## What this task involves:
The entries below are to be written out again without alteration.

## Data shown:
━━━━━━━━━━━━━━━━━━━━

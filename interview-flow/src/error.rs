use std::path::PathBuf;

use crate::{CollaboratorError, DefinitionError, InterviewMode, QuestionId};

/// Error type for starting and driving an interview session.
#[derive(Debug, thiserror::Error)]
pub enum SessionError {
    /// No session id was obtained from the backend, so nothing can be recorded.
    #[error("Interview session has no id")]
    MissingSessionId,

    #[error("Survey '{survey}' is not fielded in {mode} mode")]
    UnsupportedMode { survey: String, mode: InterviewMode },

    #[error(transparent)]
    Definition(#[from] DefinitionError),

    #[error("Unknown question: {0}")]
    UnknownQuestion(QuestionId),

    #[error(transparent)]
    Validation(#[from] ValidationError),

    /// The submission endpoint rejected or did not receive the record.
    #[error("Submission failed: {0}")]
    Submission(#[from] CollaboratorError),
}

impl SessionError {
    /// Check if the caller can recover by correcting an answer.
    pub fn is_validation(&self) -> bool {
        matches!(self, Self::Validation(_))
    }
}

/// A response that blocks forward navigation or submission.
///
/// Always recoverable: the interviewer corrects the answer to the named question.
#[derive(Debug, Clone, PartialEq, thiserror::Error)]
pub enum ValidationError {
    #[error("Question '{question}' is required")]
    Required { question: QuestionId },

    #[error("Answer {value} to question '{question}' is outside the target audience")]
    OutOfTargetAudience { question: QuestionId, value: f64 },

    #[error("Question '{question}' allows at most {max} selections, got {selected}")]
    TooManySelections {
        question: QuestionId,
        max: usize,
        selected: usize,
    },

    #[error("'{value}' is not an option of question '{question}'")]
    InvalidOption { question: QuestionId, value: String },

    #[error("Question '{question}' expects a {expected} answer, got {actual}")]
    WrongType {
        question: QuestionId,
        expected: &'static str,
        actual: &'static str,
    },
}

impl ValidationError {
    /// The question that needs attention.
    pub fn question(&self) -> &QuestionId {
        match self {
            Self::Required { question }
            | Self::OutOfTargetAudience { question, .. }
            | Self::TooManySelections { question, .. }
            | Self::InvalidOption { question, .. }
            | Self::WrongType { question, .. } => question,
        }
    }
}

/// Error type for loading engine configuration.
#[derive(Debug, thiserror::Error)]
pub enum ConfigError {
    #[error("Failed to read config file {path}: {source}")]
    Io {
        path: PathBuf,
        #[source]
        source: std::io::Error,
    },

    #[error("Invalid config: {0}")]
    Parse(#[from] toml::de::Error),

    #[error("Invalid AC master data: {0}")]
    AcMaster(#[from] serde_json::Error),

    #[error("Rules for survey '{0}' are defined more than once")]
    DuplicateSurvey(String),
}

/// Error type for microphone access.
#[derive(Debug, Clone, PartialEq, Eq, thiserror::Error)]
pub enum RecordingError {
    /// Another recording session holds the device.
    #[error("Audio device '{device}' is already recording for session {holder}")]
    DeviceBusy { device: String, holder: String },
}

━━━━━━━━━━━━━━━━━━━━

## Answer section:
filename interview-flow/src/error.rs
use std::path::PathBuf;

use crate::{CollaboratorError, DefinitionError, InterviewMode, QuestionId};

/// Error type for starting and driving an interview session.
#[derive(Debug, thiserror::Error)]
pub enum SessionError {
    /// No session id was obtained from the backend, so nothing can be recorded.
    #[error("Interview session has no id")]
    MissingSessionId,

    #[error("Survey '{survey}' is not fielded in {mode} mode")]
    UnsupportedMode { survey: String, mode: InterviewMode },

    #[error(transparent)]
    Definition(#[from] DefinitionError),

    #[error("Unknown question: {0}")]
    UnknownQuestion(QuestionId),

    #[error(transparent)]
    Validation(#[from] ValidationError),

    /// The submission endpoint rejected or did not receive the record.
    #[error("Submission failed: {0}")]
    Submission(#[from] CollaboratorError),
}

impl SessionError {
    /// Check if the caller can recover by correcting an answer.
    pub fn is_validation(&self) -> bool {
        matches!(self, Self::Validation(_))
    }
}

/// A response that blocks forward navigation or submission.
///
/// Always recoverable: the interviewer corrects the answer to the named question.
#[derive(Debug, Clone, PartialEq, thiserror::Error)]
pub enum ValidationError {
    #[error("Question '{question}' is required")]
    Required { question: QuestionId },

    #[error("Answer {value} to question '{question}' is outside the target audience")]
    OutOfTargetAudience { question: QuestionId, value: f64 },

    #[error("Question '{question}' allows at most {max} selections, got {selected}")]
    TooManySelections {
        question: QuestionId,
        max: usize,
        selected: usize,
    },

    #[error("'{value}' is not an option of question '{question}'")]
    InvalidOption { question: QuestionId, value: String },

    #[error("Question '{question}' expects a {expected} answer, got {actual}")]
    WrongType {
        question: QuestionId,
        expected: &'static str,
        actual: &'static str,
    },
}

impl ValidationError {
    /// The question that needs attention.
    pub fn question(&self) -> &QuestionId {
        match self {
            Self::Required { question }
            | Self::OutOfTargetAudience { question, .. }
            | Self::TooManySelections { question, .. }
            | Self::InvalidOption { question, .. }
            | Self::WrongType { question, .. } => question,
        }
    }
}

/// Error type for loading engine configuration.
#[derive(Debug, thiserror::Error)]
pub enum ConfigError {
    #[error("Failed to read config file {path}: {source}")]
    Io {
        path: PathBuf,
        #[source]
        source: std::io::Error,
    },

    #[error("Invalid config: {0}")]
    Parse(#[from] toml::de::Error),

    #[error("Invalid AC master data: {0}")]
    AcMaster(#[from] serde_json::Error),

    #[error("Rules for survey '{0}' are defined more than once")]
    DuplicateSurvey(String),
}

/// Error type for microphone access.
#[derive(Debug, Clone, PartialEq, Eq, thiserror::Error)]
pub enum RecordingError {
    /// Another recording session holds the device.
    #[error("Audio device '{device}' is already recording for session {holder}")]
    DeviceBusy { device: String, holder: String },
}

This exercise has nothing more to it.